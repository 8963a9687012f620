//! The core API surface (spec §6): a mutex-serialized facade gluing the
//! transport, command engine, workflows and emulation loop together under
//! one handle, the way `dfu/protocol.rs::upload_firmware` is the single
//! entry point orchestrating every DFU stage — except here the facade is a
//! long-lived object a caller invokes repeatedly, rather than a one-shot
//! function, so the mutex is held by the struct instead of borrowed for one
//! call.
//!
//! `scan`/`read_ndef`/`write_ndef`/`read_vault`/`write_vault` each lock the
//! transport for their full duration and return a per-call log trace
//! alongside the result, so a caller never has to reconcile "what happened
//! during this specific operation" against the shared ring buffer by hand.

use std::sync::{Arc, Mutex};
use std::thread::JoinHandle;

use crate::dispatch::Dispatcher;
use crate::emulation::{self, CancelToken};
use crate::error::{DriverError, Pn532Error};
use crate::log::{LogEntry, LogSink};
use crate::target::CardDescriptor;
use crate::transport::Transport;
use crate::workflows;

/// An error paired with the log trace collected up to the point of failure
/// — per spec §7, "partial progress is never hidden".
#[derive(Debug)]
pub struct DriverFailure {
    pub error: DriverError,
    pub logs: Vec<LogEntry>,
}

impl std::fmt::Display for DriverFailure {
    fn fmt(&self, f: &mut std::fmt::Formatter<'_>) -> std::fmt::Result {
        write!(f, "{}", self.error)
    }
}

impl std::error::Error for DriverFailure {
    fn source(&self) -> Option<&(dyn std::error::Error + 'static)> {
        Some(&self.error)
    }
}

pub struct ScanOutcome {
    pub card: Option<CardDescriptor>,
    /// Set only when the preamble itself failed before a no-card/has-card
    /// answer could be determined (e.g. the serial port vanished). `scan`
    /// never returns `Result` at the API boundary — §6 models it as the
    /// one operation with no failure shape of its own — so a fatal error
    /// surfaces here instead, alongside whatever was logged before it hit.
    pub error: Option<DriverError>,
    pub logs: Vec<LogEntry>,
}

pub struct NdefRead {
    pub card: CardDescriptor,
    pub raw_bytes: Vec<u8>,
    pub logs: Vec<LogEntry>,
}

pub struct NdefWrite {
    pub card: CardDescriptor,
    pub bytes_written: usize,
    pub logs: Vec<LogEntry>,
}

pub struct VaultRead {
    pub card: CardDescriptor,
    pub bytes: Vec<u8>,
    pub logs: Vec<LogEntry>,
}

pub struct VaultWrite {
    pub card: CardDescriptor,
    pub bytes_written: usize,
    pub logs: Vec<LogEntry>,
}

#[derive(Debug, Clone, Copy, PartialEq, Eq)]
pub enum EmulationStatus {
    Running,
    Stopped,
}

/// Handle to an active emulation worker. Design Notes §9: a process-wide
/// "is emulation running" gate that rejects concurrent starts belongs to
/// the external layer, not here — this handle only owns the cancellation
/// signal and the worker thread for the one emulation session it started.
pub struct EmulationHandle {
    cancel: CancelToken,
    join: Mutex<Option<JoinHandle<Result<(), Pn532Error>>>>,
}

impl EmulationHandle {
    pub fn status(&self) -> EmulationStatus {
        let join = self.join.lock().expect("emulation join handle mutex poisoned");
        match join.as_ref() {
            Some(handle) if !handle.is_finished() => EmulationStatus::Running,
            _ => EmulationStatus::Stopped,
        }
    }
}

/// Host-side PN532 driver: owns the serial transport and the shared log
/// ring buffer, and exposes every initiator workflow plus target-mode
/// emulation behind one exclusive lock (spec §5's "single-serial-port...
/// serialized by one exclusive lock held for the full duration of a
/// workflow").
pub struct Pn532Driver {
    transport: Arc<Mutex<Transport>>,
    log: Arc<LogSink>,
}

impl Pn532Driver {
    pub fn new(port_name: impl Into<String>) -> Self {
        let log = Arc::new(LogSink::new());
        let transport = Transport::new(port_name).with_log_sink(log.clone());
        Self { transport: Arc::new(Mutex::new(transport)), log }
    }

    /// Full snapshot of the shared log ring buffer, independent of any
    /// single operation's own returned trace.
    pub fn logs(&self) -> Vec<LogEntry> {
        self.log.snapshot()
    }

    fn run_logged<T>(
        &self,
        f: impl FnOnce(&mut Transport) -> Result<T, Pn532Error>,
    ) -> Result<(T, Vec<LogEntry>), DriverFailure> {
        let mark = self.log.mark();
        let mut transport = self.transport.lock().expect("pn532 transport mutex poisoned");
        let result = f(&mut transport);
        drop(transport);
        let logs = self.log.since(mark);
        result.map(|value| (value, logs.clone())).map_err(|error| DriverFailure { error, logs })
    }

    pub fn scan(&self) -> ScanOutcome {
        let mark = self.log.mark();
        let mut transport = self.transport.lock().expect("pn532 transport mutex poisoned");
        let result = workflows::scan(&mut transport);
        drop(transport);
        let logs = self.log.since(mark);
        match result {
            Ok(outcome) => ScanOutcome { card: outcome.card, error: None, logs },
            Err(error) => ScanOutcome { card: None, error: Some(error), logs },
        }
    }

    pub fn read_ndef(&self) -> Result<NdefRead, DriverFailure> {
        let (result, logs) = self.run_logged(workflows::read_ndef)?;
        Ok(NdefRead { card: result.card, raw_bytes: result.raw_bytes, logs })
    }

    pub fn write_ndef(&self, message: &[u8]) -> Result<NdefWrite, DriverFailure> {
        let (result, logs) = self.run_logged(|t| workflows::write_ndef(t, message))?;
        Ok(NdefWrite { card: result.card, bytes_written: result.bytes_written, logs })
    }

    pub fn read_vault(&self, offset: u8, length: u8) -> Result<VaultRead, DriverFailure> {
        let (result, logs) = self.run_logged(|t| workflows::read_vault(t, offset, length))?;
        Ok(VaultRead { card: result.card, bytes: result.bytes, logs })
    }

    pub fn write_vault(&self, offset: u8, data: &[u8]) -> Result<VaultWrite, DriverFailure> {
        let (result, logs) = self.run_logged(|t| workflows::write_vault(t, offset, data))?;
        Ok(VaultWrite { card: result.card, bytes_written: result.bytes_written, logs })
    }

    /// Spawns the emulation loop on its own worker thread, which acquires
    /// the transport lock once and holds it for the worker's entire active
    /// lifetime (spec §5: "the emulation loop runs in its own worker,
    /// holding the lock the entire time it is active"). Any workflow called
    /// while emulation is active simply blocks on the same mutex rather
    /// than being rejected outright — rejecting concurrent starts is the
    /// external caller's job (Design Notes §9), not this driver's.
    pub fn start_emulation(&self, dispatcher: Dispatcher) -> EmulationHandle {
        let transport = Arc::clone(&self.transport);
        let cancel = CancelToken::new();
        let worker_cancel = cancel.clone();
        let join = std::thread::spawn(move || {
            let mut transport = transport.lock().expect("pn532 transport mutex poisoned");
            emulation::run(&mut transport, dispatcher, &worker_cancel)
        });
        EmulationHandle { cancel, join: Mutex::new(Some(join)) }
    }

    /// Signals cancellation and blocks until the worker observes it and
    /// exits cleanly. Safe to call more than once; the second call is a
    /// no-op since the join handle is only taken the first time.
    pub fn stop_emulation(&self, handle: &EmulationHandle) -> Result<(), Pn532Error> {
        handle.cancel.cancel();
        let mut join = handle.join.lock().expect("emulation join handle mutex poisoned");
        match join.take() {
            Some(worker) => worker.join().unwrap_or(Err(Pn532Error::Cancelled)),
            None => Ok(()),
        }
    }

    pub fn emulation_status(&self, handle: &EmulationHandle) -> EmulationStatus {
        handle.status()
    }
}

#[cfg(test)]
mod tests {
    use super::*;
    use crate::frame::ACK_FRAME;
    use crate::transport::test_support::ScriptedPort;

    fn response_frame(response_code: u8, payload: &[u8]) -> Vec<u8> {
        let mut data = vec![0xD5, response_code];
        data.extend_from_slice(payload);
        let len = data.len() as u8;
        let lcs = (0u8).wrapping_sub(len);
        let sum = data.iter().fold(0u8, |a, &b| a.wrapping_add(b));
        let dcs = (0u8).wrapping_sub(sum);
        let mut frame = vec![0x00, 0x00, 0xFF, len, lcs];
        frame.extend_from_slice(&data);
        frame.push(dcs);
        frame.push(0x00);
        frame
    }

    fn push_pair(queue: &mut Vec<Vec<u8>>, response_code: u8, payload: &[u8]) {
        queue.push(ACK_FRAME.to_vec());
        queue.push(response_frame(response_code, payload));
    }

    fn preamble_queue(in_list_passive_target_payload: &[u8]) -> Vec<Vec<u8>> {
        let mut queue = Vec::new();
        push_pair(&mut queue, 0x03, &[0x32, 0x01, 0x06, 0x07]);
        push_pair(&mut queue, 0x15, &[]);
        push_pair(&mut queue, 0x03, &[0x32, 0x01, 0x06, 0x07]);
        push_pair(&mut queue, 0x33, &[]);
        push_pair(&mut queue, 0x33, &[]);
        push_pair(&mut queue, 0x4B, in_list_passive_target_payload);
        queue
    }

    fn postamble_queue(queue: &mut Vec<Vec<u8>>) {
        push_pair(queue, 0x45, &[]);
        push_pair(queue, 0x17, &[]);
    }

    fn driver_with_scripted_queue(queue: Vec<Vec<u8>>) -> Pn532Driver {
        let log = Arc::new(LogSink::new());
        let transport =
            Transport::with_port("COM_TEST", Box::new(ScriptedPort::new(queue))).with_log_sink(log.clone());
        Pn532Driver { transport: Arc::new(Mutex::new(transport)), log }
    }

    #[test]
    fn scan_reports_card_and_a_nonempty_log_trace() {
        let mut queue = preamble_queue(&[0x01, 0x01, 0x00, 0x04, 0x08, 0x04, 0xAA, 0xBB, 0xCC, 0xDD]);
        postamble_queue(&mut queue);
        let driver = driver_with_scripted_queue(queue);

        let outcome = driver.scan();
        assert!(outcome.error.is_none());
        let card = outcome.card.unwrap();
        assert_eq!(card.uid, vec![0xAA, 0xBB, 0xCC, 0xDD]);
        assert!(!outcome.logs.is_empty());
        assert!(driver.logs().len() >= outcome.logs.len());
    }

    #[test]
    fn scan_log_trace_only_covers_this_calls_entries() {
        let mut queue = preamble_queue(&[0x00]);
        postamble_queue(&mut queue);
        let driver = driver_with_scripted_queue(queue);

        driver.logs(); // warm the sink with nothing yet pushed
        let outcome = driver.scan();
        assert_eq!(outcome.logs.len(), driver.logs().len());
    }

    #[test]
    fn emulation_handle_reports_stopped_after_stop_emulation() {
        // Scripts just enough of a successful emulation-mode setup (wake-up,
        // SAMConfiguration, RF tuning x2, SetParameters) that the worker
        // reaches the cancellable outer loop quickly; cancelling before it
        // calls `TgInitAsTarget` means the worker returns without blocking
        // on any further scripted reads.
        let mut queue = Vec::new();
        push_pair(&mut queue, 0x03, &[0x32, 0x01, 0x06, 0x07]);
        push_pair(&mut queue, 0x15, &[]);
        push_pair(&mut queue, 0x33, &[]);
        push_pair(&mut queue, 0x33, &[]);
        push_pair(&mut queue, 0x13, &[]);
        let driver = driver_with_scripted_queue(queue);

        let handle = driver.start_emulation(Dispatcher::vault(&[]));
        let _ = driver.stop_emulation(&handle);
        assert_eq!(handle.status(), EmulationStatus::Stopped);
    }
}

◆ INSTRUCTIONS TO FOLLOW: Whenever a line in the entries holds the word "facade", copy that line.

◆ RESULT:
//! The core API surface (spec §6): a mutex-serialized facade gluing the
//! entry point orchestrating every DFU stage — except here the facade is a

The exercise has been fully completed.